I need some help in where to get foam sheets from? The last two rock walls I have done I have just had the foam but I have been looking everywhere and can't find anything -.-

I also need some help to where I can get second hand grapevines as they look awesome in enclosures and I really want some in both enclosures.was also curious to how to Sand it down? Just sand paper or what's the go?

Should I go with a ceramic heat emitter as the main perch heating source? Will I need any other heating if so? I thought led strips would be a pretty cool idea of lighting the cage!

I don't like how easy Perspex can scatch so I won't be going with Perspex but how much will I be looking at for glass covering the front of each enclosure; swinging doors on the imbricata(bottom) cage and sliding on the top.

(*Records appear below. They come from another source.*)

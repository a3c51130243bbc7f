use crate::error::{StrataError, StrataResult};

/// Straight-alpha RGBA color used by shape/text specs and the property panel.
#[derive(Clone, Copy, Debug, PartialEq, Eq, serde::Serialize, serde::Deserialize)]
pub struct Rgba8 {
    pub r: u8,
    pub g: u8,
    pub b: u8,
    pub a: u8,
}

impl Rgba8 {
    pub const fn new(r: u8, g: u8, b: u8, a: u8) -> Self {
        Self { r, g, b, a }
    }

    pub const BLACK: Self = Self::new(0, 0, 0, 255);

    pub fn premul(self) -> [u8; 4] {
        fn mul(c: u8, a: u8) -> u8 {
            ((u16::from(c) * u16::from(a) + 127) / 255) as u8
        }
        [
            mul(self.r, self.a),
            mul(self.g, self.a),
            mul(self.b, self.a),
            self.a,
        ]
    }

    /// Two-stop gradient companion: the fill color pushed toward white.
    pub fn lightened(self, amount: f32) -> Self {
        let t = amount.clamp(0.0, 1.0);
        let lift = |c: u8| -> u8 { (f32::from(c) + (255.0 - f32::from(c)) * t).round() as u8 };
        Self::new(lift(self.r), lift(self.g), lift(self.b), self.a)
    }
}

/// Premultiplied RGBA8 pixel buffer. Exclusively owned by its layer;
/// `Clone` always deep-copies the data.
#[derive(Clone, Debug, PartialEq, Eq, serde::Serialize, serde::Deserialize)]
pub struct Surface {
    width: u32,
    height: u32,
    data: Vec<u8>,
}

impl Surface {
    pub fn new(width: u32, height: u32) -> StrataResult<Self> {
        let len = byte_len(width, height, 4)?;
        Ok(Self {
            width,
            height,
            data: vec![0u8; len],
        })
    }

    pub fn from_premul_bytes(width: u32, height: u32, data: Vec<u8>) -> StrataResult<Self> {
        if data.len() != byte_len(width, height, 4)? {
            return Err(StrataError::evaluation(
                "surface byte length must be width*height*4",
            ));
        }
        Ok(Self {
            width,
            height,
            data,
        })
    }

    /// Wrap a straight-alpha decoded image, premultiplying every pixel.
    pub fn from_rgba_image(img: &image::RgbaImage) -> StrataResult<Self> {
        let mut out = Self::new(img.width(), img.height())?;
        for (dst, src) in out.data.chunks_exact_mut(4).zip(img.pixels()) {
            let px = Rgba8::new(src[0], src[1], src[2], src[3]).premul();
            dst.copy_from_slice(&px);
        }
        Ok(out)
    }

    /// Unpremultiply into a straight-alpha image for the export encoders.
    pub fn to_rgba_image(&self) -> StrataResult<image::RgbaImage> {
        let mut bytes = Vec::with_capacity(self.data.len());
        for px in self.data.chunks_exact(4) {
            let a = px[3];
            if a == 0 {
                bytes.extend_from_slice(&[0, 0, 0, 0]);
            } else {
                let un = |c: u8| -> u8 {
                    ((u32::from(c) * 255 + u32::from(a) / 2) / u32::from(a)).min(255) as u8
                };
                bytes.extend_from_slice(&[un(px[0]), un(px[1]), un(px[2]), a]);
            }
        }
        image::RgbaImage::from_raw(self.width, self.height, bytes)
            .ok_or_else(|| StrataError::evaluation("surface to image conversion failed"))
    }

    pub fn width(&self) -> u32 {
        self.width
    }

    pub fn height(&self) -> u32 {
        self.height
    }

    pub fn data(&self) -> &[u8] {
        &self.data
    }

    pub fn data_mut(&mut self) -> &mut [u8] {
        &mut self.data
    }

    pub fn clear(&mut self) {
        self.data.fill(0);
    }

    pub fn fill(&mut self, premul: [u8; 4]) {
        for px in self.data.chunks_exact_mut(4) {
            px.copy_from_slice(&premul);
        }
    }

    pub fn pixel(&self, x: u32, y: u32) -> [u8; 4] {
        let i = ((y * self.width + x) * 4) as usize;
        [self.data[i], self.data[i + 1], self.data[i + 2], self.data[i + 3]]
    }

    pub fn set_pixel(&mut self, x: u32, y: u32, premul: [u8; 4]) {
        let i = ((y * self.width + x) * 4) as usize;
        self.data[i..i + 4].copy_from_slice(&premul);
    }

    /// Bilinear sample in pixel coordinates; reads outside the surface
    /// contribute transparent black, so edges fade rather than smear.
    pub fn sample_bilinear(&self, x: f64, y: f64) -> [f32; 4] {
        let fx = x - 0.5;
        let fy = y - 0.5;
        let x0 = fx.floor();
        let y0 = fy.floor();
        let tx = (fx - x0) as f32;
        let ty = (fy - y0) as f32;

        let tap = |ix: i64, iy: i64| -> [f32; 4] {
            if ix < 0 || iy < 0 || ix >= i64::from(self.width) || iy >= i64::from(self.height) {
                return [0.0; 4];
            }
            let px = self.pixel(ix as u32, iy as u32);
            [
                f32::from(px[0]),
                f32::from(px[1]),
                f32::from(px[2]),
                f32::from(px[3]),
            ]
        };

        let p00 = tap(x0 as i64, y0 as i64);
        let p10 = tap(x0 as i64 + 1, y0 as i64);
        let p01 = tap(x0 as i64, y0 as i64 + 1);
        let p11 = tap(x0 as i64 + 1, y0 as i64 + 1);

        let mut out = [0.0f32; 4];
        for c in 0..4 {
            let top = p00[c] * (1.0 - tx) + p10[c] * tx;
            let bot = p01[c] * (1.0 - tx) + p11[c] * tx;
            out[c] = top * (1.0 - ty) + bot * ty;
        }
        out
    }
}

/// Single-channel alpha matte gating a raster layer's visibility.
/// 255 is fully visible; freshly allocated masks hide nothing.
#[derive(Clone, Debug, PartialEq, Eq, serde::Serialize, serde::Deserialize)]
pub struct Mask {
    width: u32,
    height: u32,
    data: Vec<u8>,
}

impl Mask {
    pub fn opaque(width: u32, height: u32) -> StrataResult<Self> {
        let len = byte_len(width, height, 1)?;
        Ok(Self {
            width,
            height,
            data: vec![255u8; len],
        })
    }

    pub fn hidden(width: u32, height: u32) -> StrataResult<Self> {
        let len = byte_len(width, height, 1)?;
        Ok(Self {
            width,
            height,
            data: vec![0u8; len],
        })
    }

    pub fn from_bytes(width: u32, height: u32, data: Vec<u8>) -> StrataResult<Self> {
        if data.len() != byte_len(width, height, 1)? {
            return Err(StrataError::evaluation(
                "mask byte length must be width*height",
            ));
        }
        Ok(Self {
            width,
            height,
            data,
        })
    }

    pub fn width(&self) -> u32 {
        self.width
    }

    pub fn height(&self) -> u32 {
        self.height
    }

    pub fn data(&self) -> &[u8] {
        &self.data
    }

    pub fn data_mut(&mut self) -> &mut [u8] {
        &mut self.data
    }

    pub fn value(&self, x: u32, y: u32) -> u8 {
        self.data[(y * self.width + x) as usize]
    }

    pub fn set_value(&mut self, x: u32, y: u32, v: u8) {
        self.data[(y * self.width + x) as usize] = v;
    }
}

fn byte_len(width: u32, height: u32, channels: usize) -> StrataResult<usize> {
    (width as usize)
        .checked_mul(height as usize)
        .and_then(|v| v.checked_mul(channels))
        .filter(|_| width > 0 && height > 0)
        .ok_or_else(|| StrataError::evaluation("surface dimensions must be non-zero and in range"))
}
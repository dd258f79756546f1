// SPDX-License-Identifier: MIT OR Apache-2.0

//! Error types for the configuration manager.
//!
//! This module defines every error that can occur while resolving, storing or
//! loading configuration. All errors use `thiserror` for proper error handling
//! and conversion.

use thiserror::Error;

/// The main error type for configuration lookups and store operations.
///
/// Errors fall into three groups:
///
/// - **Soft**: [`ConfmgrError::KeyNotFound`] means no candidate key held a value.
///   It is raised only at the lookup boundary and callers usually report it as
///   "missing" rather than as a failure.
/// - **Hard lookup errors**: a hash field or list index that does not exist, or
///   a substitution chain that never terminates.
/// - **Backend errors**: anything that went wrong talking to the store. These
///   are always propagated unchanged.
///
/// # Examples
///
/// ```
/// use confmgr::domain::errors::ConfmgrError;
///
/// fn lookup() -> Result<String, ConfmgrError> {
///     Err(ConfmgrError::KeyNotFound {
///         key: "db".to_string(),
///     })
/// }
///
/// assert!(lookup().unwrap_err().is_not_found());
/// ```
#[derive(Debug, Error)]
#[non_exhaustive]
pub enum ConfmgrError {
    /// No candidate key on the search path held a value of the wanted kind.
    #[error("Key {key} not found")]
    KeyNotFound {
        /// The base key name that was looked up
        key: String,
    },

    /// No hash on the search path contains the requested field.
    #[error("Hash field '{field}' not found in key {key}")]
    HashFieldNotFound {
        /// The base key name that was looked up
        key: String,
        /// The missing field
        field: String,
    },

    /// The requested index lies past the end of the concatenated list.
    #[error("List index {index} out of range for key {key} (length {length})")]
    ListIndexOutOfRange {
        /// The base key name that was looked up
        key: String,
        /// The requested index
        index: i64,
        /// The length of the concatenated list
        length: usize,
    },

    /// List indices must not be negative.
    #[error("Invalid negative list index {index} for key {key}")]
    NegativeListIndex {
        /// The base key name that was looked up
        key: String,
        /// The requested index
        index: i64,
    },

    /// A chain of `${...}` references did not terminate within the depth limit.
    #[error("Substitution cycle detected while expanding '{reference}' (depth {depth})")]
    SubstitutionCycle {
        /// The reference that was being expanded when the limit was hit
        reference: String,
        /// The depth limit that was reached
        depth: usize,
    },

    /// The store could not be reached.
    #[error("Backend '{backend}' unavailable: {message}")]
    BackendUnavailable {
        /// The name of the store
        backend: String,
        /// The error message
        message: String,
        /// The underlying error, if any
        #[source]
        source: Option<Box<dyn std::error::Error + Send + Sync>>,
    },

    /// The store reported an error other than a connectivity failure.
    #[error("Backend '{backend}' error: {message}")]
    Backend {
        /// The name of the store
        backend: String,
        /// The error message
        message: String,
        /// The underlying error, if any
        #[source]
        source: Option<Box<dyn std::error::Error + Send + Sync>>,
    },

    /// The store holds a value whose type has no [`KeyKind`](crate::domain::KeyKind).
    #[error("Unsupported type '{kind}' stored at key {key}")]
    UnsupportedKeyType {
        /// The absolute key name
        key: String,
        /// The type reported by the store
        kind: String,
    },

    /// No store connection became available within the pool's wait policy.
    #[error("Connection pool exhausted ({max_active} active connections)")]
    PoolExhausted {
        /// The pool's active connection limit
        max_active: usize,
    },

    /// The settings failed validation.
    #[error("Invalid settings: {message}")]
    InvalidSettings {
        /// The error message
        message: String,
    },

    /// Failed to parse a settings file or a stored-value payload.
    #[error("Failed to parse: {message}")]
    ParseError {
        /// The error message
        message: String,
        /// The underlying parsing error
        #[source]
        source: Option<Box<dyn std::error::Error + Send + Sync>>,
    },

    /// An I/O error occurred while reading settings or defaults.
    #[error("I/O error: {0}")]
    IoError(#[from] std::io::Error),
}

impl ConfmgrError {
    /// Returns `true` for the soft "nothing found" outcome.
    pub fn is_not_found(&self) -> bool {
        matches!(self, ConfmgrError::KeyNotFound { .. })
    }

    /// Returns `true` when the store could not be reached at all.
    ///
    /// Candidate scanning skips probe failures unless this returns `true`.
    pub fn is_connectivity(&self) -> bool {
        matches!(
            self,
            ConfmgrError::BackendUnavailable { .. } | ConfmgrError::PoolExhausted { .. }
        )
    }

    /// Creates a [`ConfmgrError::Backend`] with an underlying error.
    pub fn backend<E>(backend: &str, message: impl Into<String>, err: E) -> Self
    where
        E: std::error::Error + Send + Sync + 'static,
    {
        ConfmgrError::Backend {
            backend: backend.to_string(),
            message: message.into(),
            source: Some(Box::new(err)),
        }
    }

    /// Creates a [`ConfmgrError::BackendUnavailable`] with an underlying error.
    pub fn unavailable<E>(backend: &str, message: impl Into<String>, err: E) -> Self
    where
        E: std::error::Error + Send + Sync + 'static,
    {
        ConfmgrError::BackendUnavailable {
            backend: backend.to_string(),
            message: message.into(),
            source: Some(Box::new(err)),
        }
    }
}

/// A specialized Result type for configuration operations.
pub type Result<T> = std::result::Result<T, ConfmgrError>;
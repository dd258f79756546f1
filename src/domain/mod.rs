// SPDX-License-Identifier: MIT OR Apache-2.0

//! Domain layer containing core types and pure resolution logic.
//!
//! This module holds the types every other layer speaks in: scopes, key kinds,
//! provenance-tagged values, settings and errors. It also holds the path
//! template resolver, which needs nothing but a scope.

pub mod errors;
pub mod key_kind;
pub mod path_template;
pub mod scope;
pub mod settings;
pub mod value;

// Re-export commonly used types
pub use errors::{ConfmgrError, Result};
pub use key_kind::KeyKind;
pub use path_template::{resolve_paths, resolve_template};
pub use scope::Scope;
pub use settings::{RedisSettings, Settings};
pub use value::{LookupResult, StoredValue, ValueSource};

Hope someone can help me and leads me in the right direction such as mum 

Bohdi.


----------



## bigjoediver (Mar 21, 2013)

If you live near a Harvey Normans store go around to the warehouse entrance and ask the store man if you can grab some foam out of their bins there's usually lots left from unpacking shelf items.


----------



## RedFox (Mar 21, 2013)

I get all my foam from Coles, woolies, etc. Just go up to someone in the fresh produce area and ask if they have any broccoli boxes you can have. The ceramic heat emitter should eliminate the need for an extra heat source. As for glass it is hard to say pricewise even if you did have dimensions. The best advice I can give is get at least three quotes. It is amazing how much prices vary from place to place.


----------



## bohdi13 (Mar 21, 2013)

RedFox said:


> I get all my foam from Coles, woolies, etc. Just go up to someone in the fresh produce area and ask if they have any broccoli boxes you can have. The ceramic heat emitter should eliminate the need for an extra heat source. As for glass it is hard to say pricewise even if you did have dimensions. The best advice I can give is get at least three quotes. It is amazing how much prices vary from place to place.



thanks for both of your replies 

'redfox' i was informed they will still need some sort of substrate\base heating but who knows im sure many other people will agree with you  with the glass im looking at +$100 though right? thanks for the info, really appreciate it.


----------



## bohdi13 (Mar 21, 2013)

do you think wineries would have useless vines?


----------



## R33C3 (Mar 21, 2013)

bohdi13 said:


> do you think wineries would have useless vines?


 Check with spotlight or craft shops
or hunt around garage sales


----------



## J-A-X (Mar 21, 2013)

bohdi13 said:


> Hope someone can help me and leads me in the right direction such as mum
> 
> Bohdi.



LOL, if you are refering to me, you dont have to wait for me.... you've got all these big brothers and sisters around that are also good with the advice, everyone so far has lead you in the right direction. 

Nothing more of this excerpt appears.